----- INFORMATION
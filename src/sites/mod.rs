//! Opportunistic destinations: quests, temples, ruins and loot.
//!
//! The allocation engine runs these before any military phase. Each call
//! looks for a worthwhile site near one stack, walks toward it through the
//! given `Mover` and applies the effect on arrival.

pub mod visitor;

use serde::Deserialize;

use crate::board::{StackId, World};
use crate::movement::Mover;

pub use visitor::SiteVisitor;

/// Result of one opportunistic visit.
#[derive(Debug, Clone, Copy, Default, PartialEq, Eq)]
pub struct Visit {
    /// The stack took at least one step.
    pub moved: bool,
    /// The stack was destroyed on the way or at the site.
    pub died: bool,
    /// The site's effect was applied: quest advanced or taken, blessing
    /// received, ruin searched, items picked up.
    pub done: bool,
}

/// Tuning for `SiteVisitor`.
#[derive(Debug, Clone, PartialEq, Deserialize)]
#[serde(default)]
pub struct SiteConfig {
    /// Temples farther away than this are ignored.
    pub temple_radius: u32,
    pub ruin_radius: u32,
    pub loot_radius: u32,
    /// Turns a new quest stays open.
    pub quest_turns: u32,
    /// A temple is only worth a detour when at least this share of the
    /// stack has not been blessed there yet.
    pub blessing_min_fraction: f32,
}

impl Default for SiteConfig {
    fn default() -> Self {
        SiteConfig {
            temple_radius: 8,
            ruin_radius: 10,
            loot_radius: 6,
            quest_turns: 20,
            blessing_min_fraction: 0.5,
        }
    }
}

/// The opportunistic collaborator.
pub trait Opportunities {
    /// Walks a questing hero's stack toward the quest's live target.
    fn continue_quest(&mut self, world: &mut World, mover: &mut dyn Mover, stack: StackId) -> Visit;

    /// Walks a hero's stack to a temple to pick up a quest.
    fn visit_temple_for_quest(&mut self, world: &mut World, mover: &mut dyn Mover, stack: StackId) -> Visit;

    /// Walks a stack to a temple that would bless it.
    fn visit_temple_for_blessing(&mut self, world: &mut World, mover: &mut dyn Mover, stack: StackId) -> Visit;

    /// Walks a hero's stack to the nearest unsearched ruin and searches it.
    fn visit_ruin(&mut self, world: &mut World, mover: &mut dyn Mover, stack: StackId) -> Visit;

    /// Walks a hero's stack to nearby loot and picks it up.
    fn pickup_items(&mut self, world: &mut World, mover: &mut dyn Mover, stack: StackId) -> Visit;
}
----------
----- INFORMATION
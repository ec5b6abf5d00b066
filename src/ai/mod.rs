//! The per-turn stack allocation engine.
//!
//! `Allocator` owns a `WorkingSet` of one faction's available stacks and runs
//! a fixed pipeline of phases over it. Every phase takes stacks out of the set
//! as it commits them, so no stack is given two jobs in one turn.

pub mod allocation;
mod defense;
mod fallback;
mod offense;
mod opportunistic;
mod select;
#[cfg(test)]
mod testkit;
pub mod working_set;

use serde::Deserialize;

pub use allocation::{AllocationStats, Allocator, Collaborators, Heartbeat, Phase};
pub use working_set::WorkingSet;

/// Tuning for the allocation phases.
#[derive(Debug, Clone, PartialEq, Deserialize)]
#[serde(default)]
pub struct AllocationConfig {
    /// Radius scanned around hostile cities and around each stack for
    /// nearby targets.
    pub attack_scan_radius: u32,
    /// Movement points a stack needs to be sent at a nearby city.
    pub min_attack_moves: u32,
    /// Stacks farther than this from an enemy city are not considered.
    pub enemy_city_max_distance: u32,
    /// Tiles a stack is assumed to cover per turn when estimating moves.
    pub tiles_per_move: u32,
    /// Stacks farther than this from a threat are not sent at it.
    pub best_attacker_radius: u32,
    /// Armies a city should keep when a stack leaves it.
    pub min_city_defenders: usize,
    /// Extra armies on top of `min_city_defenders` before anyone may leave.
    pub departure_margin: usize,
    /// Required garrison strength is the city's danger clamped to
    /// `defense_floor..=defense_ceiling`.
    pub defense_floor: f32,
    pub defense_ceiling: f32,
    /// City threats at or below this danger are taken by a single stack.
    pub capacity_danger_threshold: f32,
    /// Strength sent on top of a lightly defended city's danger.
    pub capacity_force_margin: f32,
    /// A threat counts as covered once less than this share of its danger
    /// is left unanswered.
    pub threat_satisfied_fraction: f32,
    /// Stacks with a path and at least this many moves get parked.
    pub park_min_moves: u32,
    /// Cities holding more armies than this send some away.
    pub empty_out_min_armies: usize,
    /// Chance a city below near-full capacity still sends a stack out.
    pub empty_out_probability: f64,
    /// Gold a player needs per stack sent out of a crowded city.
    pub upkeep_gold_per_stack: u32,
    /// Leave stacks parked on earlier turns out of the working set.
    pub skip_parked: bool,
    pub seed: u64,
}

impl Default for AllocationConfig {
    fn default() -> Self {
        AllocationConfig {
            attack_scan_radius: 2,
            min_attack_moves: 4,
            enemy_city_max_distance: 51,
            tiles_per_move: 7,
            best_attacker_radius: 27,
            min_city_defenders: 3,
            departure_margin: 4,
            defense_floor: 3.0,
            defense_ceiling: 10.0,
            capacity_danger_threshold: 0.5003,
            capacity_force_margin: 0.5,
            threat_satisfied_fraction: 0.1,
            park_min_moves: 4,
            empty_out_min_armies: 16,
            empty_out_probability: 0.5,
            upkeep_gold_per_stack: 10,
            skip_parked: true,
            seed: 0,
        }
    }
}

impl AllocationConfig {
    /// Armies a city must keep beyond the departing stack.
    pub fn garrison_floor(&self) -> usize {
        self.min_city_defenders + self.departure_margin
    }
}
----------
----- INFORMATION
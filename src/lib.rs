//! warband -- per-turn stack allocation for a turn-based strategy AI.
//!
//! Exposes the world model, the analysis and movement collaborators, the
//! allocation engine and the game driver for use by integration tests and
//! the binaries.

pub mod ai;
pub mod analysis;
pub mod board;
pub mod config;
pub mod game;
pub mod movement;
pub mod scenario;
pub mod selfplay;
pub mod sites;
----------
__AIM OF THE EXERCISE__
Would you please write out, exactly and with no other lines, the stretch of the listing above from the line containing "filename src/sites/mod.rs" through the line containing "effect on arrival."?

__OUTPUT BELOW__
filename src/sites/mod.rs
//! Opportunistic destinations: quests, temples, ruins and loot.
//!
//! The allocation engine runs these before any military phase. Each call
//! looks for a worthwhile site near one stack, walks toward it through the
//! given `Mover` and applies the effect on arrival.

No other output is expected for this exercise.